■ What to work on
In the data below, find every line with the string "offset" and pull it out.

Collected data:
↓↓↓
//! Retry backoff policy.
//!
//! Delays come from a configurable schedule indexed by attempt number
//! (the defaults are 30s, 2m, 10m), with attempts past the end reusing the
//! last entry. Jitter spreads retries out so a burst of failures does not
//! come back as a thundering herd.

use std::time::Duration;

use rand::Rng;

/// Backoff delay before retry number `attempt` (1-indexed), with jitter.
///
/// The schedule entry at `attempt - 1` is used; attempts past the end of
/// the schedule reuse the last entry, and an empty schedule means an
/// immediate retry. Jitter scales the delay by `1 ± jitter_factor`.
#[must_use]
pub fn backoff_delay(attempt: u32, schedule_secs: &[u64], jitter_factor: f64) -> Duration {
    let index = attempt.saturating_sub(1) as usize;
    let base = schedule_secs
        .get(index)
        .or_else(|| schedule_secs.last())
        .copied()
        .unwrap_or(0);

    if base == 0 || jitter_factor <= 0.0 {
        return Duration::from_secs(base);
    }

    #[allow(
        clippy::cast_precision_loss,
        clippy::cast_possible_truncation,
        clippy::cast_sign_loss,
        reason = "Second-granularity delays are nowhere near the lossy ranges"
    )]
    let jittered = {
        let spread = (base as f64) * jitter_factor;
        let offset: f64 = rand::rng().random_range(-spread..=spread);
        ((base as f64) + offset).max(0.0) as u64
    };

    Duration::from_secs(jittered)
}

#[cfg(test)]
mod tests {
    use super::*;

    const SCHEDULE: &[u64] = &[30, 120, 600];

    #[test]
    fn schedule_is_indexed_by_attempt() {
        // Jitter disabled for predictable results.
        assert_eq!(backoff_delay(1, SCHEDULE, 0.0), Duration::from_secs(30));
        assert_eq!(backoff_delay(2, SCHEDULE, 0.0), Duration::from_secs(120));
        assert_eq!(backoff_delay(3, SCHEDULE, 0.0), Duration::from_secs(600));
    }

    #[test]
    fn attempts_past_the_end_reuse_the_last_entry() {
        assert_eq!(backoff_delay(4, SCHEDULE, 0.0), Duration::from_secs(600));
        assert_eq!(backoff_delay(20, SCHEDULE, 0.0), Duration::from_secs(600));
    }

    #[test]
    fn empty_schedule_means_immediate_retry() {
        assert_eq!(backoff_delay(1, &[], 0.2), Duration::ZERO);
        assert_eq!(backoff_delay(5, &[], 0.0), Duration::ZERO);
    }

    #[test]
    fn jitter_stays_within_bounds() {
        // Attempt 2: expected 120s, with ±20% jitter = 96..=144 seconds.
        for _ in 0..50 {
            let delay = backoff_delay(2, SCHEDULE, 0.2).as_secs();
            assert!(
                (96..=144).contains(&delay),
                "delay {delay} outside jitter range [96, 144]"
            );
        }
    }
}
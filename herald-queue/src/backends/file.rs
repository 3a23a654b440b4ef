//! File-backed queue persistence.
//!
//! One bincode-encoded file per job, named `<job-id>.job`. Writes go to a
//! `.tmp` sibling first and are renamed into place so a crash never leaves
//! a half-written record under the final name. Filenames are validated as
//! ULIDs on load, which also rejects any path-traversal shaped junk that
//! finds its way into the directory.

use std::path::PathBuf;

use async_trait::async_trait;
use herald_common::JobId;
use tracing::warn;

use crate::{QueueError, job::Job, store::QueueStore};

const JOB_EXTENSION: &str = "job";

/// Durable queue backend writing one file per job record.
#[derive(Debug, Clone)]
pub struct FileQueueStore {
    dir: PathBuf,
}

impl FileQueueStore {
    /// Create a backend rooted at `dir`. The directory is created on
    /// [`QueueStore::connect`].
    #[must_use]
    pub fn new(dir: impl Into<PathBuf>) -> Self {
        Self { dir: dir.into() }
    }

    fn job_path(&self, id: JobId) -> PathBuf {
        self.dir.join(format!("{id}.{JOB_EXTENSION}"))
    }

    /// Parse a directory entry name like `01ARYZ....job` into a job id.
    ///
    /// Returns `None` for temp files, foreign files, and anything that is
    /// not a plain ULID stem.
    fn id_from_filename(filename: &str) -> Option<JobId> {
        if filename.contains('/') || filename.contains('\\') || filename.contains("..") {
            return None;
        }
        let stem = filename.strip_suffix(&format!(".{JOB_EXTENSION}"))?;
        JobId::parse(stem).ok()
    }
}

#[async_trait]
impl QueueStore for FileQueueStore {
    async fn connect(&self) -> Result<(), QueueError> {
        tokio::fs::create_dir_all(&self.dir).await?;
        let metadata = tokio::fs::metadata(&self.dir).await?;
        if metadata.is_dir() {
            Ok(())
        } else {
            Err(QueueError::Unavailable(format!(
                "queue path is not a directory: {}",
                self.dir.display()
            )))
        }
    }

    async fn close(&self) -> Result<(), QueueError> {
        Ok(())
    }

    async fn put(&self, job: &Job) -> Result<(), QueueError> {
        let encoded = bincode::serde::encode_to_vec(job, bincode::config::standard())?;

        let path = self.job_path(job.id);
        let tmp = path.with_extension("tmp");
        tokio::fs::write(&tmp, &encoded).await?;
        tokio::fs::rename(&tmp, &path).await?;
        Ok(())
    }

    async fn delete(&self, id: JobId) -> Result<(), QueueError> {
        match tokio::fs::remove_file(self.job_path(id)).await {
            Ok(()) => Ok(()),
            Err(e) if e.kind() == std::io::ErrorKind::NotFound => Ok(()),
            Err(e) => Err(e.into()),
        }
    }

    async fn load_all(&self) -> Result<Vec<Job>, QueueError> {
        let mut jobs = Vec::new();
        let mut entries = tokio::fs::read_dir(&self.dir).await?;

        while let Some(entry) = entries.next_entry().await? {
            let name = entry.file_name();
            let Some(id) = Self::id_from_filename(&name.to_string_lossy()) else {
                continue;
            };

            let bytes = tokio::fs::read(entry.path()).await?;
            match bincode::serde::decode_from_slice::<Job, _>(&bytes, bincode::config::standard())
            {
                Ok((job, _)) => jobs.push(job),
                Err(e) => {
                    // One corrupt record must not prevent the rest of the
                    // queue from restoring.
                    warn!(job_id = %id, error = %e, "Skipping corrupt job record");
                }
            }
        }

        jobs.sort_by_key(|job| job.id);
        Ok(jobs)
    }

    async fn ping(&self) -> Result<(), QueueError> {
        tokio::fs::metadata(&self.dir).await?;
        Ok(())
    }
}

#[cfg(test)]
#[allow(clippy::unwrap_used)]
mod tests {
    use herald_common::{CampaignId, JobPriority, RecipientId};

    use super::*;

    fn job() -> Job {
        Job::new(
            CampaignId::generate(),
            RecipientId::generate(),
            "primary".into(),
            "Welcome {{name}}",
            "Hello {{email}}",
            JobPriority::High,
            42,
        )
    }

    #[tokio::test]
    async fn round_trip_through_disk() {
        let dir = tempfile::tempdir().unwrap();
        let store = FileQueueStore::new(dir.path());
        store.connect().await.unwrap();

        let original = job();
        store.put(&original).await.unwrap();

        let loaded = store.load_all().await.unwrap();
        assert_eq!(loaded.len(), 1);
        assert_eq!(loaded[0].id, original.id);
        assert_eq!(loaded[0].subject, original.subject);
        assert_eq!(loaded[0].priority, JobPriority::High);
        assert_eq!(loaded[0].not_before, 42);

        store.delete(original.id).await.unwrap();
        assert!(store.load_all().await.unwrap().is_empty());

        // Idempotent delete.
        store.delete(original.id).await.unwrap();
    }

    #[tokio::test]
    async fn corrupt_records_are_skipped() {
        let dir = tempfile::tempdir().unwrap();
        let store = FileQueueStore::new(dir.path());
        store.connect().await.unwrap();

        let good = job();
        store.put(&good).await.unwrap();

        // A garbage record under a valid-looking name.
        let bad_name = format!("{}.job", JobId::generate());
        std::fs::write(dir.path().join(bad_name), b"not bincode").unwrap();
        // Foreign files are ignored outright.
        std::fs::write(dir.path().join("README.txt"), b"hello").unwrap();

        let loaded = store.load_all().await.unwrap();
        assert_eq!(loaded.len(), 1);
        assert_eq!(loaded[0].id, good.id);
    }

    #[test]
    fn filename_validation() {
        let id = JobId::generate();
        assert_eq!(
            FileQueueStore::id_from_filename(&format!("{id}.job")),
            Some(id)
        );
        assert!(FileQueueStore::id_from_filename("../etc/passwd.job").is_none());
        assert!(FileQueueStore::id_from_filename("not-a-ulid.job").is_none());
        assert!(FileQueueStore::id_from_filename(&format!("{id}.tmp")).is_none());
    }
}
↑↑↑
■ Answer area
        let offset: f64 = rand::rng().random_range(-spread..=spread);
        ((base as f64) + offset).max(0.0) as u64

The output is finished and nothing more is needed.